The two homologous presenilins are key factors for the generation of amyloid β-peptide (Aβ), since Alzheimer’s disease (AD)-associated mutations enhance the production of the pathologically relevant 42-amino acid Aβ (Aβ42), and a gene knockout of presenilin-1 (PS1) significantly inhibits total Aβ production. Presenilins undergo proteolytic processing within the domain encoded by exon 9, a process that may be closely related to their biological and pathological activity. An AD-associated mutation within the PS1 gene deletes exon 9 (PS1Δexon9) due to a splicing error and results in the accumulation of the uncleaved full-length protein.
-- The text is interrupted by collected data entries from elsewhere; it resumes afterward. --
impl TeammateRegistry {
    pub fn new(paths: RuntimePaths) -> Self {
        TeammateRegistry {
            paths,
            inner: Mutex::new(RegistryInner {
                teams: BTreeMap::new(),
                spawn_count: 0,
            }),
        }
    }

    /// Create a team directory and its `config.json` with no workers yet.
    ///
    /// # Errors
    ///
    /// `AlreadyExists` when the team is registered or its directory exists;
    /// `InvalidInput` for unusable names.
    pub fn create_team(&self, name: &str) -> Result<String, RuntimeError> {
        let team = sanitize_name(name).map_err(RuntimeError::InvalidInput)?;
        let mut guard = self.inner.lock().unwrap_or_else(PoisonError::into_inner);

        let team_dir = self.paths.team_dir(&team);
        if guard.teams.contains_key(&team) || team_dir.exists() {
            return Err(RuntimeError::AlreadyExists(team));
        }

        std::fs::create_dir_all(&team_dir).map_err(|e| {
            RuntimeError::Store(agent_crew_core::io::StoreError::Io {
                path: team_dir.clone(),
                source: e,
            })
        })?;

        let entry = TeamEntry {
            name: team.clone(),
            lead_agent_id: format!("{LEAD_NAME}@{team}"),
            created_at: chrono::Utc::now().to_rfc3339(),
            members: Vec::new(),
        };
        self.write_config_entry(&entry)?;
        guard.teams.insert(team.clone(), entry);

        info!("created team '{team}'");
        Ok(format!("Created team '{team}'"))
    }

    /// Register a teammate record: color from the palette, inbox under the
    /// team directory, `config.json` rewritten. Does not start the loop.
    pub(crate) fn register_member(&self, name: &str, team: &str) -> Result<Teammate, RuntimeError> {
        let safe_name = sanitize_name(name).map_err(RuntimeError::InvalidInput)?;
        let mut guard = self.inner.lock().unwrap_or_else(PoisonError::into_inner);
        let inner = &mut *guard;

        let Some(entry) = inner.teams.get(team) else {
            return Err(RuntimeError::TeamNotFound(team.to_string()));
        };
        if safe_name == LEAD_NAME || entry.members.iter().any(|m| m.name == safe_name) {
            return Err(RuntimeError::InvalidInput(format!(
                "teammate '{safe_name}' already exists in team '{team}'"
            )));
        }

        let color = TEAMMATE_COLORS[inner.spawn_count % TEAMMATE_COLORS.len()];
        inner.spawn_count += 1;

        let inbox_path = self.paths.inbox_path(team, &safe_name);
        // Touch without truncating so the file exists before first delivery.
        if let Err(e) = std::fs::OpenOptions::new()
            .append(true)
            .create(true)
            .open(&inbox_path)
        {
            warn!("could not pre-create inbox {}: {e}", inbox_path.display());
        }

        let teammate = Teammate {
            name: safe_name,
            team: team.to_string(),
            color: color.to_string(),
            inbox_path,
            status: StatusCell::new(TeammateStatus::Active),
            handle: None,
        };

        let entry = inner
            .teams
            .get_mut(team)
            .ok_or_else(|| RuntimeError::TeamNotFound(team.to_string()))?;
        entry.members.push(teammate.clone());
        self.write_config_entry(entry)?;
        Ok(teammate)
    }

    /// Spawn a teammate: register the record and start its agent loop on
    /// the background executor.
    ///
    /// # Errors
    ///
    /// `TeamNotFound` for unknown teams, `InvalidInput` for duplicate or
    /// unusable names.
    pub fn spawn(
        &self,
        ctx: &Arc<RuntimeContext>,
        name: &str,
        team: &str,
        prompt: &str,
    ) -> Result<serde_json::Value, RuntimeError> {
        let teammate = self.register_member(name, team)?;

        let seat = TeammateSeat {
            name: teammate.name.clone(),
            team: teammate.team.clone(),
            inbox_path: teammate.inbox_path.clone(),
            status: teammate.status.clone(),
            initial_prompt: prompt.to_string(),
        };
        let loop_ctx = Arc::clone(ctx);
        let handle = ctx.executor.run(
            move |worker| agent::run_teammate_loop(loop_ctx, worker, seat),
            TaskType::Teammate,
        );

        {
            let mut guard = self.inner.lock().unwrap_or_else(PoisonError::into_inner);
            if let Some(member) = guard
                .teams
                .get_mut(team)
                .and_then(|e| e.members.iter_mut().find(|m| m.name == teammate.name))
            {
                member.handle = Some(handle.clone());
            }
        }

        info!("spawned teammate '{}' in team '{team}' ({handle})", teammate.name);
        Ok(serde_json::json!({
            "name": teammate.name,
            "team": teammate.team,
            "status": "active",
            "handle": handle,
        }))
    }

    /// Tear a team down: inject a `shutdown_request` into every member's
    /// inbox, flip their statuses, and drop the team from the registry.
    /// The team directory (with final inbox state) is retained on disk and
    /// `config.json` is rewritten with zero members. Idempotent.
    pub fn delete_team(
        &self,
        team: &str,
        pending: &PendingShutdowns,
    ) -> Result<String, RuntimeError> {
        let mut guard = self.inner.lock().unwrap_or_else(PoisonError::into_inner);
        let Some(entry) = guard.teams.remove(team) else {
            return Ok(format!("Team '{team}' already deleted"));
        };

        let mut notified = 0usize;
        for member in &entry.members {
            let request_id = new_request_id();
            pending.record(&request_id, team, &member.name);

            let request = Message::new(
                MessageType::ShutdownRequest,
                &entry.lead_agent_id,
                &member.name,
                "Team is being deleted. Finish your current work and acknowledge.",
            )
            .with_request_id(request_id);

            // Delivery is best-effort; statuses are flipped regardless.
            match inbox_append(&member.inbox_path, std::slice::from_ref(&request)) {
                Ok(()) => notified += 1,
                Err(e) => warn!(
                    "failed to deliver shutdown_request to {}: {e}",
                    member.agent_id()
                ),
            }
            member.status.set(TeammateStatus::Shutdown);
        }

        let emptied = TeamEntry {
            members: Vec::new(),
            ..entry
        };
        self.write_config_entry(&emptied)?;

        info!("deleted team '{team}' ({notified} teammates notified)");
        Ok(format!(
            "Team '{team}' deleted ({notified} teammates notified)"
        ))
    }

    /// Find a teammate by name; searches all teams when `team` is omitted
    /// and returns the first match.
    pub fn find(&self, name: &str, team: Option<&str>) -> Option<Teammate> {
        let guard = self.inner.lock().unwrap_or_else(PoisonError::into_inner);
        match team {
            Some(team) => guard
                .teams
                .get(team)
                .and_then(|e| e.members.iter().find(|m| m.name == name).cloned()),
            None => guard
                .teams
                .values()
                .find_map(|e| e.members.iter().find(|m| m.name == name).cloned()),
        }
    }

    /// Snapshot of a team's members in spawn order.
    ///
    /// # Errors
    ///
    /// `TeamNotFound` for unknown teams.
    pub fn members(&self, team: &str) -> Result<Vec<Teammate>, RuntimeError> {
        let guard = self.inner.lock().unwrap_or_else(PoisonError::into_inner);
        guard
            .teams
            .get(team)
            .map(|e| e.members.clone())
            .ok_or_else(|| RuntimeError::TeamNotFound(team.to_string()))
    }

    pub fn team_names(&self) -> Vec<String> {
        let guard = self.inner.lock().unwrap_or_else(PoisonError::into_inner);
        guard.teams.keys().cloned().collect()
    }

    /// Resolve a recipient to its agent id and inbox path.
    ///
    /// `recipient` may be a bare name or `name@team`; bare names fall back
    /// to `default_team`, then to a search across all teams. The lead
    /// resolves for any team whose directory still exists, so late protocol
    /// acknowledgements outlive registry entries.
    ///
    /// # Errors
    ///
    /// `RecipientNotFound` when nothing matches.
    pub fn resolve_recipient(
        &self,
        recipient: &str,
        default_team: Option<&str>,
    ) -> Result<ResolvedRecipient, RuntimeError> {
        let (name, team_hint) = match recipient.split_once('@') {
            Some((name, team)) => (name, Some(team)),
            None => (recipient, default_team),
        };

        let guard = self.inner.lock().unwrap_or_else(PoisonError::into_inner);
        if let Some(team) = team_hint {
            if name == LEAD_NAME {
                if guard.teams.contains_key(team) || self.paths.team_dir(team).exists() {
                    return Ok(ResolvedRecipient {
                        agent_id: format!("{LEAD_NAME}@{team}"),
                        inbox_path: self.paths.inbox_path(team, LEAD_NAME),
                    });
                }
                return Err(RuntimeError::RecipientNotFound(recipient.to_string()));
            }
            return guard
                .teams
                .get(team)
                .and_then(|e| e.members.iter().find(|m| m.name == name))
                .map(|m| ResolvedRecipient {
                    agent_id: m.agent_id(),
                    inbox_path: m.inbox_path.clone(),
                })
                .ok_or_else(|| RuntimeError::RecipientNotFound(recipient.to_string()));
        }

        for entry in guard.teams.values() {
            if name == LEAD_NAME {
                return Ok(ResolvedRecipient {
                    agent_id: entry.lead_agent_id.clone(),
                    inbox_path: self.paths.inbox_path(&entry.name, LEAD_NAME),
                });
            }
            if let Some(m) = entry.members.iter().find(|m| m.name == name) {
                return Ok(ResolvedRecipient {
                    agent_id: m.agent_id(),
                    inbox_path: m.inbox_path.clone(),
                });
            }
        }
        Err(RuntimeError::RecipientNotFound(recipient.to_string()))
    }

    /// Rewrite a team's `config.json` from the in-memory registry.
    ///
    /// # Errors
    ///
    /// `TeamNotFound` for unknown teams.
    pub fn update_team_config(&self, team: &str) -> Result<(), RuntimeError> {
        let guard = self.inner.lock().unwrap_or_else(PoisonError::into_inner);
        let entry = guard
            .teams
            .get(team)
            .ok_or_else(|| RuntimeError::TeamNotFound(team.to_string()))?;
        self.write_config_entry(entry)
    }

    /// Human-readable snapshot of one team, or of every team.
    ///
    /// # Errors
    ///
    /// `TeamNotFound` when a named team does not exist.
    pub fn get_team_status(&self, team: Option<&str>) -> Result<String, RuntimeError> {
        let guard = self.inner.lock().unwrap_or_else(PoisonError::into_inner);
        let entries: Vec<&TeamEntry> = match team {
            Some(name) => vec![guard
                .teams
                .get(name)
                .ok_or_else(|| RuntimeError::TeamNotFound(name.to_string()))?],
            None => guard.teams.values().collect(),
        };

        if entries.is_empty() {
            return Ok("No teams have been created yet.".to_string());
        }

        let mut out = String::new();
        for entry in entries {
            out.push_str(&format!(
                "Team '{}' (lead: {})\n",
                entry.name, entry.lead_agent_id
            ));
            if entry.members.is_empty() {
                out.push_str("  (no teammates)\n");
            }
            for m in &entry.members {
                out.push_str(&format!(
                    "  {:<12} {:<9} {:<8} {}\n",
                    m.name,
                    m.status.get().to_string(),
                    m.color,
                    m.inbox_path
                        .file_name()
                        .map(|f| f.to_string_lossy().into_owned())
                        .unwrap_or_default(),
                ));
            }
        }
        Ok(out)
    }

    fn write_config_entry(&self, entry: &TeamEntry) -> Result<(), RuntimeError> {
        let mut members = Vec::with_capacity(entry.members.len() + 1);
        members.push(MemberEntry {
            name: LEAD_NAME.to_string(),
            agent_id: entry.lead_agent_id.clone(),
            status: TeammateStatus::Active,
            color: None,
            inbox_path: self
                .paths
                .inbox_path(&entry.name, LEAD_NAME)
                .display()
                .to_string(),
            unknown_fields: HashMap::new(),
        });
        for m in &entry.members {
            members.push(MemberEntry {
                name: m.name.clone(),
                agent_id: m.agent_id(),
                status: m.status.get(),
                color: Some(m.color.clone()),
                inbox_path: m.inbox_path.display().to_string(),
                unknown_fields: HashMap::new(),
            });
        }

        let config = TeamConfig {
            name: entry.name.clone(),
            lead_agent_id: entry.lead_agent_id.clone(),
            created_at: entry.created_at.clone(),
            members,
            unknown_fields: HashMap::new(),
        };
        atomic_replace_json(&self.paths.team_config_path(&entry.name), &config)?;
        debug!("rewrote config for team '{}'", entry.name);
        Ok(())
    }
}
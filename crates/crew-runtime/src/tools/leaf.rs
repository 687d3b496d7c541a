//! Leaf tools: bash, read_file, write_file, edit_file.
//!
//! Side-effecting primitives confined to the workspace root. `bash` carries
//! a dangerous-command prefilter and a wall-clock timeout; the file tools
//! reject any target that resolves outside the workspace.

use crate::context::LoopConfig;
use crate::error::RuntimeError;
use agent_crew_core::text::truncate_chars;
use std::io::Read;
use std::path::{Component, Path, PathBuf};
use std::process::{Command, Stdio};
use std::time::{Duration, Instant};
use tracing::debug;

const TRUNCATION_SUFFIX: &str = "\n... (output truncated)";

/// Substrings that make the prefilter refuse a command outright.
const DANGEROUS_PATTERNS: &[&str] = &[
    "rm -rf /",
    "rm -rf ~",
    "rm -rf *",
    "mkfs",
    "dd if=",
    ":(){",
    "> /dev/sd",
    "chmod -R 777 /",
];

fn dangerous_pattern(command: &str) -> Option<&'static str> {
    if command.trim_start().starts_with("sudo ") {
        return Some("sudo");
    }
    DANGEROUS_PATTERNS
        .iter()
        .find(|pat| command.contains(**pat))
        .copied()
}

/// Normalize `user_path` against the workspace root, rejecting escapes.
///
/// `..` components are resolved lexically; anything that climbs above the
/// root, or an absolute path outside it, is refused.
///
/// # Errors
///
/// `RuntimeError::PathEscape` when the target leaves the workspace.
pub fn resolve_workspace_path(root: &Path, user_path: &str) -> Result<PathBuf, RuntimeError> {
    let requested = Path::new(user_path);
    let joined = if requested.is_absolute() {
        requested.to_path_buf()
    } else {
        root.join(requested)
    };

    let mut normalized = PathBuf::new();
    for component in joined.components() {
        match component {
            Component::ParentDir => {
                if !normalized.pop() {
                    return Err(RuntimeError::PathEscape(format!(
                        "'{user_path}' escapes the workspace root"
                    )));
                }
            }
            Component::CurDir => {}
            other => normalized.push(other.as_os_str()),
        }
    }

    if !normalized.starts_with(root) {
        return Err(RuntimeError::PathEscape(format!(
            "'{user_path}' escapes the workspace root"
        )));
    }
    Ok(normalized)
}

/// Run a shell command with the configured timeout.
///
/// stdout and stderr are drained on reader threads (a full pipe must never
/// wedge the poll loop) and combined; a non-zero exit is reported inline.
///
/// # Errors
///
/// `Dangerous` from the prefilter, `TimedOut` on wall-clock expiry.
pub fn run_bash(
    workspace_root: &Path,
    config: &LoopConfig,
    command: &str,
) -> Result<String, RuntimeError> {
    if let Some(pattern) = dangerous_pattern(command) {
        return Err(RuntimeError::Dangerous(format!(
            "refusing command matching '{pattern}'"
        )));
    }

    debug!("bash: {command}");
    let mut child = Command::new("bash")
        .arg("-c")
        .arg(command)
        .current_dir(workspace_root)
        .stdin(Stdio::null())
        .stdout(Stdio::piped())
        .stderr(Stdio::piped())
        .spawn()
        .map_err(|e| RuntimeError::InvalidInput(format!("failed to spawn bash: {e}")))?;

    let stdout = child.stdout.take();
    let stderr = child.stderr.take();
    let stdout_reader = std::thread::spawn(move || {
        let mut out = String::new();
        if let Some(mut pipe) = stdout {
            let _ = pipe.read_to_string(&mut out);
        }
        out
    });
    let stderr_reader = std::thread::spawn(move || {
        let mut out = String::new();
        if let Some(mut pipe) = stderr {
            let _ = pipe.read_to_string(&mut out);
        }
        out
    });

    let deadline = Instant::now() + config.bash_timeout;
    let status = loop {
        match child.try_wait() {
            Ok(Some(status)) => break status,
            Ok(None) => {
                if Instant::now() >= deadline {
                    let _ = child.kill();
                    let _ = child.wait();
                    let _ = stdout_reader.join();
                    let _ = stderr_reader.join();
                    return Err(RuntimeError::TimedOut(format!(
                        "command exceeded {}s",
                        config.bash_timeout.as_secs()
                    )));
                }
                std::thread::sleep(Duration::from_millis(20));
            }
            Err(e) => {
                return Err(RuntimeError::InvalidInput(format!(
                    "failed to wait for bash: {e}"
                )))
            }
        }
    };

    let mut output = stdout_reader.join().unwrap_or_default();
    let errors = stderr_reader.join().unwrap_or_default();
    if !errors.is_empty() {
        if !output.is_empty() && !output.ends_with('\n') {
            output.push('\n');
        }
        output.push_str(&errors);
    }
    if output.trim().is_empty() {
        output = "(no output)".to_string();
    }
    if !status.success() {
        let code = status.code().unwrap_or(-1);
        output.push_str(&format!("\n(exit code {code})"));
    }
    Ok(truncate_chars(
        &output,
        config.max_tool_output_chars,
        TRUNCATION_SUFFIX,
    ))
}

/// Read a workspace file.
///
/// # Errors
///
/// `PathEscape` for targets outside the workspace, `InvalidInput` when the
/// file cannot be read.
pub fn read_file(
    workspace_root: &Path,
    config: &LoopConfig,
    path: &str,
) -> Result<String, RuntimeError> {
    let resolved = resolve_workspace_path(workspace_root, path)?;
    let content = std::fs::read_to_string(&resolved)
        .map_err(|e| RuntimeError::InvalidInput(format!("cannot read '{path}': {e}")))?;
    Ok(truncate_chars(
        &content,
        config.max_tool_output_chars,
        TRUNCATION_SUFFIX,
    ))
}

/// Create or overwrite a workspace file, creating parent directories.
///
/// # Errors
///
/// `PathEscape` for targets outside the workspace, `InvalidInput` on write
/// failure.
pub fn write_file(
    workspace_root: &Path,
    path: &str,
    content: &str,
) -> Result<String, RuntimeError> {
    let resolved = resolve_workspace_path(workspace_root, path)?;
    if let Some(parent) = resolved.parent() {
        std::fs::create_dir_all(parent)
            .map_err(|e| RuntimeError::InvalidInput(format!("cannot create '{path}': {e}")))?;
    }
    std::fs::write(&resolved, content)
        .map_err(|e| RuntimeError::InvalidInput(format!("cannot write '{path}': {e}")))?;
    Ok(format!("Wrote {} bytes to {path}", content.len()))
}

/// Replace the first occurrence of `old_string` in a workspace file.
///
/// # Errors
///
/// `PathEscape` for targets outside the workspace, `InvalidInput` when the
/// file is unreadable or `old_string` is absent.
pub fn edit_file(
    workspace_root: &Path,
    path: &str,
    old_string: &str,
    new_string: &str,
) -> Result<String, RuntimeError> {
    if old_string.is_empty() {
        return Err(RuntimeError::InvalidInput(
            "old_string must not be empty".to_string(),
        ));
    }
    let resolved = resolve_workspace_path(workspace_root, path)?;
    let content = std::fs::read_to_string(&resolved)
        .map_err(|e| RuntimeError::InvalidInput(format!("cannot read '{path}': {e}")))?;
    if !content.contains(old_string) {
        return Err(RuntimeError::InvalidInput(format!(
            "old_string not found in '{path}'"
        )));
    }
    let edited = content.replacen(old_string, new_string, 1);
    std::fs::write(&resolved, edited)
        .map_err(|e| RuntimeError::InvalidInput(format!("cannot write '{path}': {e}")))?;
    Ok(format!("Edited {path}"))
}
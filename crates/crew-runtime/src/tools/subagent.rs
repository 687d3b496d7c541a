//! The `Task` tool: isolated subagent dispatch.
//!
//! A subagent is a recursive instantiation of the tool loop with a fresh
//! conversation and a filtered leaf tool set. Only its final text returns
//! to the caller, keeping exploration noise out of the parent's context.

use crate::context::RuntimeContext;
use crate::error::RuntimeError;
use crate::oracle::{ChatMessage, ContentBlock, OracleRequest, Role, StopReason};
use crate::tools::{run_leaf_only, specs};
use std::sync::Arc;
use tracing::debug;

const MAX_SUBAGENT_ROUNDS: usize = 20;

/// Run a subagent to completion and return its final summary.
///
/// # Errors
///
/// `InvalidInput` for unknown agent types, `OracleError` on backend
/// failure.
pub fn run_subagent(
    ctx: &Arc<RuntimeContext>,
    agent_type: &str,
    prompt: &str,
) -> Result<String, RuntimeError> {
    let tools = specs::subagent_tools(agent_type).map_err(RuntimeError::InvalidInput)?;
    let allowed: Vec<&str> = tools.iter().map(|t| t.name.as_str()).collect();
    let system = format!(
        "You are a '{agent_type}' subagent with an isolated context. Complete the \
         task, then reply with a concise final summary; only that summary is \
         returned to your caller."
    );

    let mut conversation = vec![ChatMessage::user_text(prompt)];
    for round in 0..MAX_SUBAGENT_ROUNDS {
        let response = ctx
            .oracle
            .call(OracleRequest {
                system: &system,
                messages: conversation.as_slice(),
                tools: tools.as_slice(),
                max_tokens: ctx.config.max_model_tokens,
            })
            .map_err(|e| RuntimeError::OracleError(e.to_string()))?;

        let tool_uses: Vec<(String, String, serde_json::Value)> = response
            .tool_uses()
            .into_iter()
            .map(|(id, name, input)| (id.to_string(), name.to_string(), input.clone()))
            .collect();

        if response.stop_reason != StopReason::ToolUse || tool_uses.is_empty() {
            debug!("subagent '{agent_type}' finished after {round} tool rounds");
            return Ok(response.text());
        }

        conversation.push(ChatMessage {
            role: Role::Assistant,
            content: response.content.clone(),
        });

        let mut results = Vec::new();
        for (id, name, input) in tool_uses {
            let output = if allowed.contains(&name.as_str()) {
                run_leaf_only(&ctx.workspace_root, &ctx.config, &name, &input)
            } else {
                format!("Error: InvalidInput: tool '{name}' is not available to this subagent")
            };
            results.push(ContentBlock::ToolResult {
                tool_use_id: id,
                content: output,
            });
        }
        conversation.push(ChatMessage {
            role: Role::User,
            content: results,
        });
    }

    Ok("Subagent stopped at its round limit before finishing.".to_string())
}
We now demonstrate the unexpected finding that the pathological activity of PS1Δexon9 is independent of its lack to undergo proteolytic processing, but is rather due to a point mutation (S290C) occurring at the aberrant exon 8/10 splice junction. Mutagenizing the cysteine residue at position 290 to the original serine residue completely inhibits the pathological activity in regard to the elevated production of Aβ42. Like PS1Δexon9, the resulting presenilin variant (PS1Δexon9 C290S) accumulates as an uncleaved protein and fully replaces endogenous presenilin fragments. Moreover, PS1Δexon9 C290S exhibits a significantly increased biological activity in a highly sensitive in vivo assay as compared with the AD-associated mutation. Therefore not only the increased Aβ42 production but also the decreased biological function of PS1Δexon9 is due to a point mutation and independent of the lack of proteolytic processing.